O jurista Ives Gandra Martins e a filha dele, Angela Gandra, que possui a mesma carreira, responderam nas redes sociais à menção feita a ele no “roteiro de golpe”, que a Polícia Federal (PF) encontrou no celular de Mauro Cid, ex-ajudante de ordens de Jair Bolsonaro (PL). Por meio de um vídeo bem-humorado, publicado no domingo, 18, Angela afirma que o único golpe que eles querem dar “é o da paz e do amor”.

Angela começa o vídeo dizendo que ela e seu pai estão gravando o vídeo para dar a “notícia do golpe”. “Nós dois somos super apaixonados pelo Estado Democrático de Direito. E o único golpe que eu quis dar e meu pai também é o golpe no coração das famílias, para fortalecer os vínculos. Um golpe de paz e de amor.”

“Agir e não reagir, levar as coisas boas e fazer como existe no céu: não há problemas de direito, porque só existe uma lei, a lei do amor. É o que nós procuramos praticar”, afirmou Ives Gandra. O vídeo encerra com um apelo de Angela. “Nada de golpe, tá?”, disse.

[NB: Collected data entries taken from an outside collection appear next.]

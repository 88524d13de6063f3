//! A connected byte stream shared by control messages and frame bodies.
//!
//! [`Connection`] is generic over the stream so the drivers run unchanged
//! over TCP and over in-memory pipes:
//!
//! ```
//! # #[tokio::main(flavor = "current_thread")]
//! # async fn main() -> framewire::error::Result<()> {
//! use framewire::protocol::ControlMessage;
//! use framewire::transport::{Connection, Role};
//!
//! let (a, b) = tokio::io::duplex(1024);
//! let mut sender = Connection::new(a, Role::Sender);
//! let mut receiver = Connection::new(b, Role::Receiver);
//!
//! sender.send_message(&ControlMessage::Value(3)).await?;
//! assert_eq!(receiver.read_message().await?, "3");
//! # Ok(())
//! # }
//! ```

use std::fmt;
use std::net::SocketAddr;

use tokio::io::{AsyncRead, AsyncReadExt, AsyncWrite, AsyncWriteExt};

use crate::error::{FramewireError, Result};
use crate::protocol::{ControlBuffer, ControlMessage, MAX_CONTROL_MESSAGE_LEN};

/// Which end of the transfer a connection belongs to.
#[derive(Debug, Clone, Copy, PartialEq, Eq)]
pub enum Role {
    /// Initiates the connection and drives the sequence.
    Sender,
    /// Accepts the connection and stores frames.
    Receiver,
}

impl fmt::Display for Role {
    fn fmt(&self, f: &mut fmt::Formatter<'_>) -> fmt::Result {
        match self {
            Role::Sender => f.write_str("sender"),
            Role::Receiver => f.write_str("receiver"),
        }
    }
}

/// An open bidirectional stream owned by one driver.
pub struct Connection<S> {
    stream: S,
    /// Bytes read past the end of the last control message.
    buffer: ControlBuffer,
    role: Role,
    peer: Option<SocketAddr>,
    open: bool,
}

impl<S> Connection<S>
where
    S: AsyncRead + AsyncWrite + Unpin,
{
    /// Wrap a connected stream.
    pub fn new(stream: S, role: Role) -> Self {
        Self {
            stream,
            buffer: ControlBuffer::new(),
            role,
            peer: None,
            open: true,
        }
    }

    /// Wrap a connected stream with a known peer address.
    pub fn with_peer(stream: S, role: Role, peer: SocketAddr) -> Self {
        let mut conn = Self::new(stream, role);
        conn.peer = Some(peer);
        conn
    }

    /// Local role.
    #[inline]
    pub fn role(&self) -> Role {
        self.role
    }

    /// Peer address, when the stream is a socket.
    #[inline]
    pub fn peer_addr(&self) -> Option<SocketAddr> {
        self.peer
    }

    /// `false` after shutdown or once the peer has closed.
    #[inline]
    pub fn is_open(&self) -> bool {
        self.open
    }

    /// Send one control message and flush.
    pub async fn send_message(&mut self, message: &ControlMessage) -> Result<()> {
        tracing::debug!(role = %self.role, "-> {}", message);
        self.stream.write_all(&message.encode()).await?;
        self.stream.flush().await?;
        Ok(())
    }

    /// Read one control message, without its terminator.
    ///
    /// Messages split across reads and several messages in one read are
    /// both handled; bytes after the message stay buffered for
    /// [`Connection::read_body`].
    pub async fn read_message(&mut self) -> Result<String> {
        let mut chunk = [0u8; MAX_CONTROL_MESSAGE_LEN];

        loop {
            if let Some(message) = self.buffer.next_message()? {
                tracing::debug!(role = %self.role, "<- {}", message);
                return Ok(message);
            }

            let n = self.stream.read(&mut chunk).await?;
            if n == 0 {
                self.open = false;
                return Err(FramewireError::ConnectionClosed);
            }
            self.buffer.extend(&chunk[..n]);
        }
    }

    /// Write raw body bytes.
    pub async fn write_body(&mut self, chunk: &[u8]) -> Result<()> {
        self.stream.write_all(chunk).await?;
        Ok(())
    }

    /// Flush buffered writes.
    pub async fn flush(&mut self) -> Result<()> {
        self.stream.flush().await?;
        Ok(())
    }

    /// Read up to `buf.len()` body bytes; `Ok(0)` means the peer closed.
    ///
    /// Bytes already buffered behind the last control message come first.
    pub async fn read_body(&mut self, buf: &mut [u8]) -> Result<usize> {
        if buf.is_empty() {
            return Ok(0);
        }
        if !self.buffer.is_empty() {
            return Ok(self.buffer.drain_into(buf));
        }

        let n = self.stream.read(buf).await?;
        if n == 0 {
            self.open = false;
        }
        Ok(n)
    }

    /// Shut down the write side and mark the connection closed.
    pub async fn shutdown(&mut self) -> Result<()> {
        if self.open {
            self.open = false;
            self.stream.shutdown().await?;
        }
        Ok(())
    }

    /// Unwrap the stream. Buffered unread bytes are discarded.
    pub fn into_inner(self) -> S {
        self.stream
    }
}

impl<S> fmt::Debug for Connection<S> {
    fn fmt(&self, f: &mut fmt::Formatter<'_>) -> fmt::Result {
        f.debug_struct("Connection")
            .field("role", &self.role)
            .field("peer", &self.peer)
            .field("open", &self.open)
            .field("buffered", &self.buffer.len())
            .finish()
    }
}

#[cfg(test)]
mod tests {
    use super::*;
    use tokio::io::duplex;

    fn pair() -> (
        Connection<tokio::io::DuplexStream>,
        Connection<tokio::io::DuplexStream>,
    ) {
        let (a, b) = duplex(64 * 1024);
        (Connection::new(a, Role::Sender), Connection::new(b, Role::Receiver))
    }

    #[tokio::test]
    async fn test_message_roundtrip() {
        let (mut tx, mut rx) = pair();

        tx.send_message(&ControlMessage::Value(2000)).await.unwrap();
        tx.send_message(&ControlMessage::Ack(4)).await.unwrap();

        assert_eq!(rx.read_message().await.unwrap(), "2000");
        assert_eq!(rx.read_message().await.unwrap(), "OK FRAME 4");
    }

    #[tokio::test]
    async fn test_body_after_message_is_preserved() {
        let (a, b) = duplex(1024);
        let mut raw = a;
        let mut rx = Connection::new(b, Role::Receiver);

        raw.write_all(b"5\nhello7\n").await.unwrap();

        assert_eq!(rx.read_message().await.unwrap(), "5");

        let mut body = [0u8; 5];
        let mut got = 0;
        while got < 5 {
            got += rx.read_body(&mut body[got..]).await.unwrap();
        }
        assert_eq!(&body, b"hello");
        assert_eq!(rx.read_message().await.unwrap(), "7");
    }

    #[tokio::test]
    async fn test_split_message_across_writes() {
        let (a, b) = duplex(1024);
        let mut raw = a;
        let mut rx = Connection::new(b, Role::Receiver);

        let reader = tokio::spawn(async move { rx.read_message().await });

        raw.write_all(b"OK FR").await.unwrap();
        tokio::task::yield_now().await;
        raw.write_all(b"AME 1\n").await.unwrap();

        assert_eq!(reader.await.unwrap().unwrap(), "OK FRAME 1");
    }

    #[tokio::test]
    async fn test_peer_close_while_reading_message() {
        let (tx, mut rx) = pair();
        drop(tx);

        let err = rx.read_message().await.unwrap_err();
        assert!(matches!(err, FramewireError::ConnectionClosed));
        assert!(!rx.is_open());
    }

    #[tokio::test]
    async fn test_read_body_eof() {
        let (tx, mut rx) = pair();
        drop(tx);

        let mut buf = [0u8; 8];
        assert_eq!(rx.read_body(&mut buf).await.unwrap(), 0);
        assert!(!rx.is_open());
    }

    #[tokio::test]
    async fn test_overlong_message_rejected() {
        let (a, b) = duplex(4 * 1024);
        let mut raw = a;
        let mut rx = Connection::new(b, Role::Receiver);

        raw.write_all(&[b'9'; MAX_CONTROL_MESSAGE_LEN + 1]).await.unwrap();

        let err = rx.read_message().await.unwrap_err();
        assert!(matches!(err, FramewireError::Protocol(_)));
    }

    #[tokio::test]
    async fn test_shutdown_marks_closed() {
        let (mut tx, mut rx) = pair();
        assert!(tx.is_open());
        assert_eq!(tx.role(), Role::Sender);
        assert_eq!(tx.peer_addr(), None);

        tx.shutdown().await.unwrap();
        assert!(!tx.is_open());
        tx.shutdown().await.unwrap();

        assert!(matches!(
            rx.read_message().await,
            Err(FramewireError::ConnectionClosed)
        ));
    }
}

Como mostrou o Estadão, dentro do relatório da Polícia Federal sobre a perícia feita no celular de Mauro Cid, preso desde o dia 3 de maio, há vários indícios de uma trama golpista que vinha sendo arquitetada. Além do roteiro para um golpe, havia no aparelho um questionário que o jurista Ives Gandra respondeu em 2017 sobre a “garantia dos poderes constitucionais”.

A citação ao jurista usa a interpretação que ele faz sobre o artigo 142 da Constituição, que inaugura um capítulo sobre a competência das Forças Armadas. Ives Gandra é professor emérito de Direito Constitucional na Escola do Comando e Estado Maior do Exército há mais de três décadas.

No trecho em que o jurista é mencionado, o documento encontrado no celular de Mauro Cid diz que as teorias do professor autorizariam as Forças Armadas a atuar “pontualmente para restabelecer a harmonia constitucional”.

“A base do pensamento do doutrinador está na interpretação de que o art. 142 da Constituição assegura às Forças Armadas o papel de evitar abusos pelo Poder Judiciário”, diz o documento encontrado pela perícia da PF.

O artigo 142 não faz qualquer menção explícita à possibilidade de intervenção do Exército nos demais Poderes. O dispositivo, porém, passou a ser visto por apoiadores do ex-presidente como a grande brecha jurídica para justificar uma intervenção militar contra o Poder Judiciário.

O ponto do qual bolsonaristas partem para construir essa interpretação está no caput, que diz que uma das atribuições das Forças Armadas é a “garantia dos poderes constitucionais”. Os incisos e parágrafos do artigo detalham as patentes e algumas regras sobre a carreira militar.

Não é de hoje que Gandra vem alertando para “distorções” em suas interpretações. Ao Estadão, o jurista informou que as respostas foram dadas há seis anos, têm “caráter estritamente constitucional” e não “inspiram, influenciam ou instrumentalizam a realização de um golpe de Estado”.